Items listed in a dataset:
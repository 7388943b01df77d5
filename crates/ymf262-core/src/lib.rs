//! YMF262 (OPL3) FM Synthesis Emulator
//!
//! A bit-accurate emulator of the Yamaha YMF262 FM synthesis chip, the sound
//! engine of the Sound Blaster 16 and Pro 2 era of PC audio. Register command
//! streams captured from or authored for real hardware produce the same
//! samples the chip would.
//!
//! # Features
//! - 36 operators, 18 channels, 2-op and 4-op voices
//! - Full envelope generator including the hardware's rate quirks
//! - Rhythm mode with the exact percussion phase logic
//! - All 8 OPL3 waveforms, feedback, tremolo and vibrato
//! - 4-channel output (DAC A-D) and the stereo-extension pan registers
//! - Timed register write buffer emulating the chip's write latency
//! - Linear resampling from the native 49716 Hz to any output rate
//!
//! # Crate feature flags
//! - `serde` (optional): `Serialize`/`Deserialize` for [`Opl3Config`]
//!
//! # Backend Trait
//! The [`Opl3Backend`] trait lets players drive any OPL3 implementation
//! through the same register/sample interface.
//!
//! # Quick start
//! ```no_run
//! use ymf262::Opl3;
//!
//! let mut chip = Opl3::new(44_100)?;
//! chip.write_register(0x20, 0x21); // Modulator: sustain, MULT=1
//! chip.write_register(0x23, 0x21); // Carrier: sustain, MULT=1
//! chip.write_register(0x43, 0x00); // Carrier: full volume
//! chip.write_register(0x63, 0xf0); // Carrier: instant attack
//! chip.write_register(0xc0, 0x30); // Channel 0: left + right
//! chip.write_register(0xa0, 0x41); // F-number low
//! chip.write_register(0xb0, 0x32); // Key on, block 4
//!
//! let mut buffer = vec![0i16; 2 * 1024];
//! chip.generate_stream(&mut buffer, 1024)?;
//! # Ok::<(), ymf262::Ymf262Error>(())
//! ```

#![warn(missing_docs)]

pub mod backend; // Backend trait abstraction
pub mod channel;
pub mod channel_state; // Snapshot for visualization
pub mod chip; // Chip aggregate and sample generation
pub mod config;
pub mod envelope;
pub mod mixer;
pub mod operator;
pub mod phase;
pub mod resampler;
pub mod rhythm;
pub mod routing; // Algorithm topologies
pub mod tables; // ROMs and constants
pub mod timers;
pub mod util; // Frequency helpers
pub mod waveform;
pub mod write_buffer;

/// Error types for YMF262 emulator operations
///
/// Register writes never fail; these cover invalid configuration and
/// caller-provided buffers.
#[derive(thiserror::Error, Debug, Clone, PartialEq, Eq)]
pub enum Ymf262Error {
    /// Output buffer cannot hold the requested frames
    #[error("Buffer too small: {required} samples required, {provided} provided")]
    BufferTooSmall {
        /// Samples needed
        required: usize,
        /// Samples available
        provided: usize,
    },

    /// Output sample rate outside the supported range
    #[error("Invalid sample rate: {0} Hz")]
    InvalidSampleRate(u32),

    /// Invalid configuration
    #[error("Invalid configuration: {0}")]
    ConfigError(String),
}

/// Result type for emulator operations
pub type Result<T> = std::result::Result<T, Ymf262Error>;

// Public API exports
pub use backend::Opl3Backend;
pub use channel::ChannelType;
pub use channel_state::{ChannelState, ChannelStates, OperatorState};
pub use chip::Opl3;
pub use config::Opl3Config;
pub use envelope::EnvelopePhase;
pub use rhythm::RhythmFlags;
pub use routing::Algorithm;
pub use tables::NATIVE_SAMPLE_RATE;
pub use waveform::Waveform;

## DESCRIPTION OF THE TASK
Read through the entries and copy every line that includes "required".

## ANSWER SECTION
    #[error("Buffer too small: {required} samples required, {provided} provided")]
        required: usize,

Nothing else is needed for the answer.